• **Problem requirements**
Within the records, which lines hold the string "TASKS"? Report each one by copying it.

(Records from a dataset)
++++++++++++++++++++
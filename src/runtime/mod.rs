// src/runtime/mod.rs

//! Thread bookkeeping shared by every launcher: the live-thread WaitGroup,
//! the JoinHandle registry, exit guards and the lifecycle event bus.

pub mod event_bus;
pub mod events;
pub(crate) mod exit_guard;
pub(crate) mod registry;
pub(crate) mod waitgroup;

pub use event_bus::TaskMonitor;
pub use events::{OutcomeKind, TaskEvent, ThreadRole};

pub(crate) use event_bus::{EventBus, DEFAULT_EVENT_BUS_CAPACITY};
pub(crate) use exit_guard::ThreadExitGuard;
pub(crate) use registry::ThreadRegistry;
pub(crate) use waitgroup::WaitGroup;
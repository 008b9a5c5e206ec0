// tests/lifecycle.rs

use rand::Rng;
use rlaunch::{LaunchError, Launcher, LauncherOptions, OutcomeKind, ShutdownError, TaskEvent, TaskKind, ThreadRole};
use std::sync::atomic::{AtomicUsize, Ordering};
use std::sync::{mpsc, Arc};
use std::thread;
use std::time::Duration;

mod common;

const SHUTDOWN_GRACE: Duration = Duration::from_secs(10);
const EVENT_TIMEOUT: Duration = Duration::from_secs(5);

#[test]
fn monitor_reports_launch_settlement_and_exit() -> Result<(), LaunchError> {
  let launcher = common::test_launcher();
  let mut monitor = launcher.monitor();

  let handle = launcher.launch(|| Ok::<_, ()>(1))?;
  handle.wait().unwrap();
  let task_id = handle.id();
  assert!(launcher.shutdown(SHUTDOWN_GRACE).is_ok());

  let mut events = Vec::new();
  while let Ok(event) = monitor.try_recv() {
    events.push(event);
  }
  let position = |wanted: &TaskEvent| events.iter().position(|e| e == wanted);
  let launched = position(&TaskEvent::Launched {
    task_id,
    kind: TaskKind::Immediate,
  })
  .expect("Launched event");
  let settled = position(&TaskEvent::Settled {
    task_id,
    role: ThreadRole::Worker,
    outcome: OutcomeKind::Value,
  })
  .expect("Settled event");
  let exited = position(&TaskEvent::ThreadExited {
    task_id,
    role: ThreadRole::Worker,
  })
  .expect("ThreadExited event");
  assert!(launched < settled, "Launched must precede Settled: {:?}", events);
  assert!(settled < exited, "Settled must precede ThreadExited: {:?}", events);
  assert!(events.contains(&TaskEvent::ShutdownInitiated));
  Ok(())
}

#[test]
fn settled_event_names_the_winning_role() -> Result<(), LaunchError> {
  let launcher = common::test_launcher();
  let mut monitor = launcher.monitor();

  let (release_tx, release_rx) = mpsc::channel::<()>();
  let handle = launcher.launch_with_timeout(Duration::from_millis(20), move || {
    let _ = release_rx.recv();
    Ok::<_, ()>(())
  })?;
  assert!(handle.wait().unwrap_err().is_timeout());

  let settled = common::wait_for_event(&mut monitor, EVENT_TIMEOUT, |e| matches!(e, TaskEvent::Settled { .. }));
  assert_eq!(
    settled,
    Ok(TaskEvent::Settled {
      task_id: handle.id(),
      role: ThreadRole::Timer,
      outcome: OutcomeKind::TimedOut,
    })
  );

  release_tx.send(()).unwrap();
  assert!(launcher.shutdown(SHUTDOWN_GRACE).is_ok());
  Ok(())
}

#[test]
fn shutdown_joins_every_thread() -> Result<(), LaunchError> {
  let launcher = common::test_launcher();
  let handles: Vec<_> = (0..8u64)
    .map(|i| {
      launcher.launch_with_timeout(Duration::from_secs(5), move || {
        thread::sleep(Duration::from_millis(5 * i));
        Ok::<_, ()>(i)
      })
    })
    .collect::<Result<_, _>>()?;

  assert!(launcher.shutdown(SHUTDOWN_GRACE).is_ok());
  assert!(launcher.is_shutdown());

  let stats = launcher.stats();
  assert_eq!(stats.live_threads, 0);
  assert_eq!(stats.unreaped_threads, 0);
  for (i, handle) in handles.iter().enumerate() {
    assert_eq!(handle.wait(), Ok(&(i as u64)));
  }
  Ok(())
}

#[test]
fn shutdown_reports_stragglers_and_can_be_retried() -> Result<(), LaunchError> {
  let launcher = common::test_launcher();
  let mut monitor = launcher.monitor();
  let (release_tx, release_rx) = mpsc::channel::<()>();
  let handle = launcher.launch(move || release_rx.recv().map_err(|e| e.to_string()))?;

  assert_eq!(
    launcher.shutdown(Duration::from_millis(20)),
    Err(ShutdownError::GracePeriodElapsed { still_running: 1 })
  );
  assert_eq!(
    common::wait_for_event(&mut monitor, EVENT_TIMEOUT, |e| matches!(e, TaskEvent::ShutdownInitiated)),
    Ok(TaskEvent::ShutdownInitiated)
  );
  assert!(matches!(launcher.launch(|| Ok::<_, ()>(())), Err(LaunchError::ShuttingDown)));

  // The straggler is still owned and its handle still settles.
  release_tx.send(()).unwrap();
  assert_eq!(handle.wait(), Ok(&()));
  assert!(launcher.shutdown(SHUTDOWN_GRACE).is_ok());
  assert_eq!(launcher.live_threads(), 0);
  Ok(())
}

#[test]
fn finished_threads_are_reaped_on_later_launches() -> Result<(), LaunchError> {
  let launcher = common::test_launcher();
  for _ in 0..4 {
    launcher.launch(|| Ok::<_, ()>(()))?.wait().unwrap();
  }
  assert!(common::eventually(EVENT_TIMEOUT, || launcher.live_threads() == 0));
  assert!(common::eventually(EVENT_TIMEOUT, || {
    launcher.reap();
    launcher.stats().unreaped_threads == 0
  }));
  Ok(())
}

#[test]
fn dropping_handles_early_is_safe() -> Result<(), LaunchError> {
  const TASKS: usize = 300;
  let launcher = Launcher::with_options(LauncherOptions::default().with_thread_name_prefix("early-drop"));
  common::setup_tracing();
  let completed = Arc::new(AtomicUsize::new(0));
  let mut rng = rand::rng();
  let mut kept = Vec::new();

  for i in 0..TASKS {
    let work = Duration::from_micros(rng.random_range(0..2_000));
    let completed = completed.clone();
    let task = move || {
      thread::sleep(work);
      completed.fetch_add(1, Ordering::SeqCst);
      Ok::<_, String>(vec![i; 16])
    };

    let handle = match i % 3 {
      0 => launcher.launch(task)?,
      1 => launcher.launch_after(Duration::from_micros(rng.random_range(0..1_000)), task)?,
      _ => launcher.launch_with_timeout(Duration::from_micros(rng.random_range(0..2_000)), task)?,
    };

    if rng.random_bool(0.5) {
      drop(handle);
    } else {
      kept.push(handle);
    }
  }

  assert!(launcher.shutdown(Duration::from_secs(30)).is_ok());
  assert_eq!(completed.load(Ordering::SeqCst), TASKS);
  assert_eq!(launcher.stats().settled(), TASKS as u64);

  for handle in kept {
    match handle.wait() {
      Ok(v) => assert_eq!(v.len(), 16),
      Err(e) => assert!(e.is_timeout(), "unexpected failure {:?}", e),
    }
  }
  Ok(())
}

#[test]
fn launched_always_precedes_settled() -> Result<(), LaunchError> {
  const TASKS: usize = 300;
  common::setup_tracing();
  let launcher = Launcher::with_options(LauncherOptions::default().with_event_capacity(TASKS * 8));
  let mut monitor = launcher.monitor();

  let mut handles = Vec::with_capacity(TASKS);
  for i in 0..TASKS {
    handles.push(launcher.launch(move || Ok::<_, ()>(i))?);
  }
  for handle in &handles {
    handle.wait().unwrap();
  }
  assert!(launcher.shutdown(SHUTDOWN_GRACE).is_ok());

  let mut launched = std::collections::HashSet::new();
  let mut settled = 0;
  while let Ok(event) = monitor.try_recv() {
    match event {
      TaskEvent::Launched { task_id, .. } => {
        launched.insert(task_id);
      }
      TaskEvent::Settled { task_id, .. } => {
        assert!(launched.contains(&task_id), "{} settled before it was launched", task_id);
        settled += 1;
      }
      _ => {}
    }
  }
  assert_eq!(settled, TASKS);
  Ok(())
}

#[test]
fn spawn_failure_is_reported_and_releases_slots() {
  common::setup_tracing();
  let launcher = Launcher::with_options(LauncherOptions::default().with_stack_size(usize::MAX / 2));
  let mut monitor = launcher.monitor();

  let immediate = launcher.launch(|| Ok::<_, ()>(1));
  assert!(matches!(immediate, Err(LaunchError::Spawn(_))));
  let timed = launcher.launch_with_timeout(Duration::from_secs(1), || Ok::<_, ()>(1));
  assert!(matches!(timed, Err(LaunchError::Spawn(_))));

  assert_eq!(launcher.live_threads(), 0);
  assert_eq!(launcher.stats().launched, 0);
  let aborted = common::wait_for_event(&mut monitor, EVENT_TIMEOUT, |e| {
    matches!(e, TaskEvent::LaunchAborted { .. })
  });
  assert!(aborted.is_ok());
  assert!(launcher.shutdown(SHUTDOWN_GRACE).is_ok());
}

#[test]
fn unrepresentable_delay_never_runs_and_keeps_its_thread() -> Result<(), LaunchError> {
  let launcher = common::test_launcher();
  let ran = Arc::new(AtomicUsize::new(0));
  let handle = {
    let ran = Arc::clone(&ran);
    launcher.launch_after(Duration::MAX, move || {
      ran.fetch_add(1, Ordering::SeqCst);
      Ok::<_, ()>(())
    })?
  };

  assert!(handle.wait_timeout(Duration::from_millis(50)).is_none());
  assert!(handle.try_get().is_pending());
  assert_eq!(ran.load(Ordering::SeqCst), 0);
  assert_eq!(
    launcher.shutdown(Duration::from_millis(50)),
    Err(ShutdownError::GracePeriodElapsed { still_running: 1 })
  );
  Ok(())
}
++++++++++++++++++++
• **Response to the exercise**
  const TASKS: usize = 300;
  for i in 0..TASKS {
  assert_eq!(completed.load(Ordering::SeqCst), TASKS);
  assert_eq!(launcher.stats().settled(), TASKS as u64);
  const TASKS: usize = 300;
  let launcher = Launcher::with_options(LauncherOptions::default().with_event_capacity(TASKS * 8));
  let mut handles = Vec::with_capacity(TASKS);
  for i in 0..TASKS {
  assert_eq!(settled, TASKS);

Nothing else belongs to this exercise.